Naturalmente, non mancano i rischi specifici. Tra i maggiori c’è proprio il c.d. “effetto spread”, con l’istituto di via Nazionale che sottolinea che, in caso di mantenimento del rendimento dei titoli di Stato su queste soglie, le banche potrebbero ritoccare al rialzo la propria marginalità, andando così a gravare sulle tasche dei nuovi mutuatari.

Poco, o nulla, dovrebbe invece mutare per la platea dei debitori che hanno già in corso un mutuo: la stessa banca ci ricorda come il 40% delle consistenze sia contraddistinto da un mutuo a tasso fisso per almeno 10 anni, e che la rimanente quota è prevalentemente occupata da mutui a tasso variabile indicizzati sull’Euribor, ovvero su un parametro che non viene direttamente inciso dall’aumento del rischio del debito sovrano.
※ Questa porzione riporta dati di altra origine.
//! Datasets consumed by the solvers
use ndarray::{Array1, Array2, ArrayView1, ArrayView2};
use serde::{Deserialize, Serialize};

use crate::error::{CoresetError, Result};

/// Access to the feature matrix and point weights of a dataset.
pub trait Dataset {
    /// Returns the feature matrix (one point per row).
    fn features(&self) -> ArrayView2<'_, f64>;
    /// Returns the weight of every point.
    fn weights(&self) -> ArrayView1<'_, f64>;

    /// Returns the number of points.
    fn len(&self) -> usize {
        self.features().nrows()
    }
    /// Checks whether the dataset holds no points.
    fn is_empty(&self) -> bool {
        self.len() == 0
    }
}

fn check_weights(weights: &Array1<f64>, n: usize) -> Result<()> {
    if weights.len() != n {
        return Err(CoresetError::ShapeMismatch(format!(
            "{} weights given for {} points",
            weights.len(),
            n
        )));
    }
    if weights.iter().any(|&w| !w.is_finite() || w < 0.0) {
        return Err(CoresetError::InvalidWeights(
            "weights must be finite and non-negative".to_string(),
        ));
    }
    Ok(())
}

/// An (optionally weighted) set of feature vectors
#[derive(Clone, Debug, Serialize, Deserialize)]
pub struct Data {
    data: Array2<f64>,
    weights: Array1<f64>,
}

impl Data {
    /// Creates a uniformly weighted [`Data`] struct.
    pub fn new(data: Array2<f64>) -> Self {
        let n = data.nrows();
        Data {
            data,
            weights: Array1::ones(n),
        }
    }

    /// Sets the weights of the individual points.
    pub fn with_weights(mut self, weights: Array1<f64>) -> Result<Self> {
        check_weights(&weights, self.data.nrows())?;
        self.weights = weights;
        Ok(self)
    }

    /// Returns the `i`th point.
    pub fn point(&self, i: usize) -> ArrayView1<'_, f64> {
        self.data.row(i)
    }
}

impl Dataset for Data {
    fn features(&self) -> ArrayView2<'_, f64> {
        self.data.view()
    }
    fn weights(&self) -> ArrayView1<'_, f64> {
        self.weights.view()
    }
}

/// A dataset of feature vectors paired with scalar responses
#[derive(Clone, Debug, Serialize, Deserialize)]
pub struct SupervisedData {
    data: Data,
    responses: Array1<f64>,
}

impl SupervisedData {
    /// Creates a [`SupervisedData`] struct.
    ///
    /// * `data`: feature matrix with one point per row
    /// * `responses`: response value of every point
    pub fn new(data: Array2<f64>, responses: Array1<f64>) -> Result<Self> {
        if data.nrows() != responses.len() {
            return Err(CoresetError::ShapeMismatch(format!(
                "{} responses given for {} points",
                responses.len(),
                data.nrows()
            )));
        }
        Ok(SupervisedData {
            data: Data::new(data),
            responses,
        })
    }

    /// Returns the response vector.
    pub fn responses(&self) -> ArrayView1<'_, f64> {
        self.responses.view()
    }
}

impl Dataset for SupervisedData {
    fn features(&self) -> ArrayView2<'_, f64> {
        self.data.features()
    }
    fn weights(&self) -> ArrayView1<'_, f64> {
        self.data.weights()
    }
}
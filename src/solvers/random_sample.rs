//! Uniform or weighted random subsampling
use log::debug;

use super::Solver;
use crate::coreset::Coresubset;
use crate::data::Dataset;
use crate::error::Result;
use crate::random::{sample_indices, RandomKey};

/// Reduces a dataset by drawing a fixed number of points at random
#[derive(Clone, Debug)]
pub struct RandomSample {
    /// Number of points in the coresubset
    pub coreset_size: usize,
    /// Key for random number generation
    pub random_key: RandomKey,
    /// Whether the dataset weights are used as selection probabilities
    pub weighted: bool,
    /// Whether to sample without replacement
    pub unique: bool,
}

impl RandomSample {
    /// Creates a [`RandomSample`] solver drawing uniformly without replacement.
    pub fn new(coreset_size: usize, random_key: RandomKey) -> Self {
        RandomSample {
            coreset_size,
            random_key,
            weighted: false,
            unique: true,
        }
    }

    /// Sets whether the dataset weights are used as selection probabilities.
    pub fn with_weighted(mut self, weighted: bool) -> Self {
        self.weighted = weighted;
        self
    }

    /// Sets whether indices must be unique.
    pub fn with_unique(mut self, unique: bool) -> Self {
        self.unique = unique;
        self
    }
}

impl<D: Dataset> Solver<D> for RandomSample {
    type State = ();

    fn reduce<'a>(&self, dataset: &'a D, _state: Option<()>) -> Result<(Coresubset<'a, D>, ())> {
        let weights = dataset.weights().to_vec();
        let selection_weights = if self.weighted {
            Some(weights.as_slice())
        } else {
            None
        };
        let indices = sample_indices(
            self.random_key,
            dataset.len(),
            self.coreset_size,
            selection_weights,
            !self.unique,
        )?;
        debug!("sampled {} of {} points", indices.len(), dataset.len());
        Ok((Coresubset::new(indices, dataset)?, ()))
    }
}
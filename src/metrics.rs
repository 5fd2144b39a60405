//! Quality metrics of coresubsets
use ndarray::{ArrayView1, ArrayView2, Axis};

use crate::coreset::Coresubset;
use crate::data::Dataset;
use crate::error::{CoresetError, Result};
use crate::kernel::Kernel;

/// Maximum mean discrepancy between two weighted point sets.
///
/// `MMD² = E k(x, x') + E k(y, y') - 2 E k(x, y)`, expectations taken with respect to the
/// normalised weights of the respective sets.
pub struct MMD<K: Kernel> {
    /// Kernel embedding the point sets
    pub kernel: K,
    /// Block size of the kernel mean computations (`None` for a single block)
    pub block_size: Option<usize>,
}

impl<K: Kernel> MMD<K> {
    /// Creates an [`MMD`] metric.
    pub fn new(kernel: K) -> Self {
        MMD {
            kernel,
            block_size: None,
        }
    }

    /// Sets the block size of the kernel mean computations.
    pub fn with_block_size(mut self, block_size: usize) -> Self {
        self.block_size = Some(block_size);
        self
    }

    fn mean(
        &self,
        x: ArrayView2<f64>,
        x_weights: ArrayView1<f64>,
        y: ArrayView2<f64>,
        y_weights: ArrayView1<f64>,
    ) -> f64 {
        let row_means = self.kernel.compute_mean(
            x,
            Some(x_weights),
            y,
            Some(y_weights),
            Axis(1),
            self.block_size,
        );
        let total = x_weights.sum();
        if total > 0.0 {
            row_means.dot(&x_weights) / total
        } else {
            0.0
        }
    }

    /// Computes the discrepancy between two weighted point sets.
    pub fn compute(
        &self,
        x: ArrayView2<f64>,
        x_weights: ArrayView1<f64>,
        y: ArrayView2<f64>,
        y_weights: ArrayView1<f64>,
    ) -> Result<f64> {
        if x.ncols() != y.ncols() {
            return Err(CoresetError::ShapeMismatch(format!(
                "cannot compare points of dimension {} and {}",
                x.ncols(),
                y.ncols()
            )));
        }
        if x_weights.len() != x.nrows() || y_weights.len() != y.nrows() {
            return Err(CoresetError::ShapeMismatch(
                "one weight per point required".to_string(),
            ));
        }
        let kxx = self.mean(x, x_weights, x, x_weights);
        let kyy = self.mean(y, y_weights, y, y_weights);
        let kxy = self.mean(x, x_weights, y, y_weights);
        // round-off may push the square slightly below zero
        Ok((kxx + kyy - 2.0 * kxy).max(0.0).sqrt())
    }

    /// Computes the discrepancy between a coresubset and its dataset.
    ///
    /// Entry weights of the coresubset are multiplied by the weights of the selected points.
    pub fn compute_coresubset<D: Dataset>(&self, coresubset: &Coresubset<'_, D>) -> Result<f64> {
        let dataset = coresubset.dataset();
        let point_weights = dataset.weights();
        let coreset_weights = coresubset
            .indices()
            .iter()
            .zip(coresubset.weights().iter())
            .map(|(&idx, &w)| w * point_weights[idx])
            .collect::<ndarray::Array1<f64>>();
        let points = coresubset.points();
        self.compute(
            dataset.features(),
            point_weights,
            points.view(),
            coreset_weights.view(),
        )
    }
}
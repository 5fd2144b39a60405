//! Gaussian (squared exponential) kernel
use super::{squared_distance, DifferentiableKernel, Kernel};
use ndarray::{Array1, ArrayView1};
use serde::{Deserialize, Serialize};

/// Computes simple Gaussian kernel function.
pub fn kernel(xi: ArrayView1<f64>, xj: ArrayView1<f64>, gamma: f64) -> f64 {
    (-gamma * squared_distance(xi, xj)).exp()
}

/// The kernel `σ exp(-|x - y|² / (2ℓ²))`
#[derive(Clone, Debug, Serialize, Deserialize)]
pub struct SquaredExponentialKernel {
    /// Length scale ℓ
    pub length_scale: f64,
    /// Output scale σ
    pub output_scale: f64,
}

impl SquaredExponentialKernel {
    const DEFAULT_OUTPUT_SCALE: f64 = 1.0;

    /// Creates a [`SquaredExponentialKernel`] with unit output scale.
    pub fn new(length_scale: f64) -> Self {
        SquaredExponentialKernel {
            length_scale,
            output_scale: Self::DEFAULT_OUTPUT_SCALE,
        }
    }

    /// Sets the output scale.
    pub fn with_output_scale(mut self, output_scale: f64) -> Self {
        self.output_scale = output_scale;
        self
    }

    fn gamma(&self) -> f64 {
        0.5 / (self.length_scale * self.length_scale)
    }
}

impl Kernel for SquaredExponentialKernel {
    fn compute_elementwise(&self, x: ArrayView1<f64>, y: ArrayView1<f64>) -> f64 {
        self.output_scale * kernel(x, y, self.gamma())
    }

    fn length_scale(&self) -> Option<f64> {
        Some(self.length_scale)
    }
}

impl DifferentiableKernel for SquaredExponentialKernel {
    fn grad_x(&self, x: ArrayView1<f64>, y: ArrayView1<f64>) -> Array1<f64> {
        -self.grad_y(x, y)
    }

    fn grad_y(&self, x: ArrayView1<f64>, y: ArrayView1<f64>) -> Array1<f64> {
        let kxy = self.compute_elementwise(x, y);
        (&x - &y) * (kxy / self.length_scale.powi(2))
    }

    fn divergence_x_grad_y(&self, x: ArrayView1<f64>, y: ArrayView1<f64>) -> f64 {
        let l2 = self.length_scale.powi(2);
        let d = x.len() as f64;
        let kxy = self.compute_elementwise(x, y);
        kxy * (d / l2 - squared_distance(x, y) / (l2 * l2))
    }
}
Buona la tenuta delle famiglie italiane

Per Bankitalia, le buone notizie sembrano arrivare anche dalla capacità di rimborso dei debiti, che nel 2018 si è mantenuta su livelli soddisfacenti grazie alla crescita del reddito disponibile e dei bassi tassi di interesse.

Anche alla luce di ciò, trova facile giustificazione il leggere come la quota dei prestiti deteriorati sul totale dei finanziamenti alle famiglie si sia ridotta al 7,7%, ben 3 punti percentuali in meno di quanto non si fosse registrato 3 anni prima, e come la quota di nuclei vulnerabili nel 2019 dovrebbe rimanere sotto il 2% del totale delle famiglie.

I tecnici sottolineano come si intende per nuclei vulnerabili quelle famiglie che hanno un ammontare limitato di attività finanziarie a disposizione e utilizzabili per poter fronteggiare eventi avversari. I depositi di tali famiglie sono generalmente sufficienti per poter garantire il pagamento di circa 10 rate mensili, rispetto alle oltre 30 delle altre famiglie con mutui.

Per quanto concerne gli scenari futuri, per Bankitalia un incremento dell’Euribor a 3 mesi superiore di 100 punti base nel 2019, condurrebbe la quota di debito a rischio al 12,3%, contro l’odierno 11,3%. In uno scenario ancora peggiore, con variazioni dei tassi superiori a quelle registrate storicamente, il debito a rischio salirebbe al 13,7%, mentre le famiglie vulnerabili sarebbero pari al 2,1%.